1) Contains basic cryptographic functions: blake2b, sha3, sha256;

2) Information on the chain (random number, block height, block time, etc.)

3) Smart contract transfer, call other contracts, call other modules on the chain (XCMP cross-chain messaging, pledge, governance, etc.)

Subscript Support Lib is a modular contract library function collection, including many commonly used contract templates. By extending the contract template in the library, developers can automatically integrate currently widely used contract functions, enhance the security of the contract, and avoid repeated development of basic functions. The contract functions included in the extension library are:

1) ERC20 compatible contract, providing token library functions compatible with ERC20 interface;

2) ERC721 compatible contract, supports the creation of non-homogeneous tokens;

3) Permission control contracts, which provide account-based permission control functions for extended contracts by using contract base classes;

4) Agency contract, through the abstract contract interface to achieve the contract’s upgradeable function;

5) Governance contract, which provides on-chain governance through voting;

6) Multi-signature contract, capable of supporting multi-signature address contracts in multiple account formats.

3. Polkadot cross-chain smart contract language comparison

Because Subscript is a language specially developed for the Polkadot cross-chain smart contract ecosystem. So Subscript is most suitable for comparison with Parity’s Ink! language developed based on Rust. In contrast, Subscript provides easier-to-use features:

1) No need for Rust development foundation, Web developers can get started quickly;

2) Good interoperability with JavaScript, easy to integrate with Dapp;

3) The interaction with JavaScript lies in the convenience of using JavaScript, typescript to test contract interfaces and simulate contract behaviors.

4) Easy-to-use development environment support, can run deployment and test based on existing jsIDE.

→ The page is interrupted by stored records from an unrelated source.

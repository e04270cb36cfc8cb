use std::collections::{HashMap, VecDeque};
use std::sync::Arc;
use std::time::Instant;

use serde_json::Value;
use tokio::sync::oneshot;

use pagebridge_core_types::{BridgeError, CallId, ChannelId, PageId};
use pagebridge_protocol::{CapabilitySnapshot, Envelope};

use crate::channel::Channel;

/// An outstanding invocation awaiting exactly one terminal resolution:
/// matching response, cancellation or timeout.
pub(crate) struct PendingCall {
    pub page: PageId,
    pub resolver: oneshot::Sender<Result<Value, BridgeError>>,
    pub issued_at: Instant,
}

impl PendingCall {
    /// Consume the call with its terminal outcome. The receiver may already
    /// have gone away (the awaiter timed out); that is not an error here.
    pub fn resolve(self, outcome: Result<Value, BridgeError>) {
        let _ = self.resolver.send(outcome);
    }
}

/// Connection state for one page instance.
pub(crate) struct PageSession {
    pub page: PageId,
    pub channel: Option<(ChannelId, Arc<dyn Channel>)>,
    pub queue: VecDeque<Envelope>,
    pub pending: HashMap<CallId, PendingCall>,
    pub snapshot: Option<CapabilitySnapshot>,
    pub bootstrap_requested: bool,
}

impl PageSession {
    pub fn new(page: PageId) -> Self {
        Self {
            page,
            channel: None,
            queue: VecDeque::new(),
            pending: HashMap::new(),
            snapshot: None,
            bootstrap_requested: false,
        }
    }

    pub fn drain_pending(&mut self) -> Vec<(CallId, PendingCall)> {
        self.pending.drain().collect()
    }
}
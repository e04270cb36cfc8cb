use std::time::Duration;

use serde::Deserialize;

/// Tunables for the session registry.
#[derive(Clone, Debug, Deserialize)]
#[serde(default)]
pub struct SessionConfig {
    /// Fixed per-call deadline in milliseconds.
    pub call_timeout_ms: u64,
    /// Bound on the not-yet-sendable queue per disconnected page. The
    /// oldest entry is dropped (and logged) when the bound is hit.
    pub queue_bound: usize,
}

impl SessionConfig {
    pub fn call_timeout(&self) -> Duration {
        Duration::from_millis(self.call_timeout_ms)
    }
}

impl Default for SessionConfig {
    fn default() -> Self {
        Self {
            call_timeout_ms: 10_000,
            queue_bound: 64,
        }
    }
}
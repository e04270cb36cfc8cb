//! Scheme/host/path match patterns deciding page applicability.

use regex::Regex;
use url::Url;

use pagebridge_core_types::BridgeError;

/// Sentinel admitting every http(s) URL.
pub const ALL_URLS: &str = "<all_urls>";

#[derive(Clone, Debug)]
enum SchemeRule {
    /// `*`, meaning http or https only.
    Wildcard,
    Exact(String),
}

/// One compiled match pattern.
#[derive(Clone, Debug)]
pub struct MatchPattern {
    rule: Rule,
}

#[derive(Clone, Debug)]
enum Rule {
    AllUrls,
    Parts {
        scheme: SchemeRule,
        host: Regex,
        path: Option<Regex>,
    },
}

impl MatchPattern {
    pub fn parse(pattern: &str) -> Result<Self, BridgeError> {
        if pattern == ALL_URLS {
            return Ok(Self {
                rule: Rule::AllUrls,
            });
        }

        let (scheme_text, rest) = pattern
            .split_once("://")
            .ok_or_else(|| BridgeError::parsing(format!("match pattern `{pattern}` has no scheme")))?;
        let scheme = match scheme_text {
            "*" => SchemeRule::Wildcard,
            "" => {
                return Err(BridgeError::parsing(format!(
                    "match pattern `{pattern}` has an empty scheme"
                )))
            }
            exact => SchemeRule::Exact(exact.to_string()),
        };

        let (host_text, path_text) = match rest.find('/') {
            Some(slash) => (&rest[..slash], Some(&rest[slash..])),
            None => (rest, None),
        };
        if host_text.is_empty() {
            return Err(BridgeError::parsing(format!(
                "match pattern `{pattern}` has an empty host"
            )));
        }

        let host = compile_host(host_text)
            .map_err(|detail| BridgeError::parsing(format!("match pattern `{pattern}`: {detail}")))?;
        let path = match path_text {
            Some(text) => Some(compile_glob(text)),
            None => None,
        };

        Ok(Self {
            rule: Rule::Parts { scheme, host, path },
        })
    }

    pub fn matches(&self, url: &Url) -> bool {
        match &self.rule {
            Rule::AllUrls => matches!(url.scheme(), "http" | "https"),
            Rule::Parts { scheme, host, path } => {
                let scheme_ok = match scheme {
                    SchemeRule::Wildcard => matches!(url.scheme(), "http" | "https"),
                    SchemeRule::Exact(exact) => url.scheme() == exact,
                };
                if !scheme_ok {
                    return false;
                }
                let host_ok = url
                    .host_str()
                    .map(|candidate| host.is_match(candidate))
                    .unwrap_or(false);
                if !host_ok {
                    return false;
                }
                match path {
                    Some(path) => path.is_match(url.path()),
                    None => true,
                }
            }
        }
    }
}

/// `*` alone matches any host; a leading `*.` matches the bare domain and
/// every subdomain; wildcards elsewhere in the host are rejected.
fn compile_host(host: &str) -> Result<Regex, String> {
    let pattern = if host == "*" {
        "^[^/]+$".to_string()
    } else if let Some(base) = host.strip_prefix("*.") {
        if base.contains('*') {
            return Err("host wildcard only allowed as a `*.` prefix".to_string());
        }
        format!("^([^/.]+\\.)*{}$", regex::escape(base))
    } else if host.contains('*') {
        return Err("host wildcard only allowed as a `*.` prefix".to_string());
    } else {
        format!("^{}$", regex::escape(host))
    };
    Regex::new(&pattern).map_err(|err| err.to_string())
}

/// Translate a path glob into an anchored regex (`*` spans any run of
/// characters).
fn compile_glob(glob: &str) -> Regex {
    let mut pattern = String::from("^");
    for ch in glob.chars() {
        if ch == '*' {
            pattern.push_str(".*");
        } else {
            pattern.push_str(&regex::escape(&ch.to_string()));
        }
    }
    pattern.push('$');
    // escape() output is always a valid pattern
    Regex::new(&pattern).expect("glob translation produced invalid regex")
}

/// A URL is admitted iff at least one match pattern admits it and no exclude
/// pattern admits it. Unparseable URLs and patterns admit nothing.
pub fn url_admitted(url: &str, match_patterns: &[String], exclude_patterns: &[String]) -> bool {
    let url = match Url::parse(url) {
        Ok(url) => url,
        Err(_) => return false,
    };
    let admits = |patterns: &[String]| {
        patterns.iter().any(|text| {
            MatchPattern::parse(text)
                .map(|pattern| pattern.matches(&url))
                .unwrap_or(false)
        })
    };
    admits(match_patterns) && !admits(exclude_patterns)
}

Table 2 Compare all language features that appear in the text

Except the common features listed in the table, the Subscript language realizes compatibility with the WASM virtual machine based on the Polkadot Substrate framework. Unlike Solidity’s EVM compatibility, WASM has better backward compatibility with Polkadot’s fragmented multi-chain structure. Developers use Subscript language to develop Polkadot smart contracts, which will not generate historical baggage similar to the Ethereum smart contract platform. With the enrichment of the Polkadot Parachain ecosystem in the future, this will become crucial important.

4. Conclusion

The author of this article started with the Bitcoin scripting language and explained the development process of the smart contract development language. Analyzed the characteristics of Polkadot’s cross-chain smart contract language Subscript. In September 2020, the Subscript language has successively completed the preliminary development and debugging. Obtained the Web3 Foundation Grant certification. It can be seen that with the development of different tracks of the Blockchain. Especially with the emergence of Polkadot’s cross-chain smart contract track, the new language that matches the track requirements will be tried and used by more developers.




This allows the TrustBase platform to deploy smart contract solutions that support the Polkadot ecology.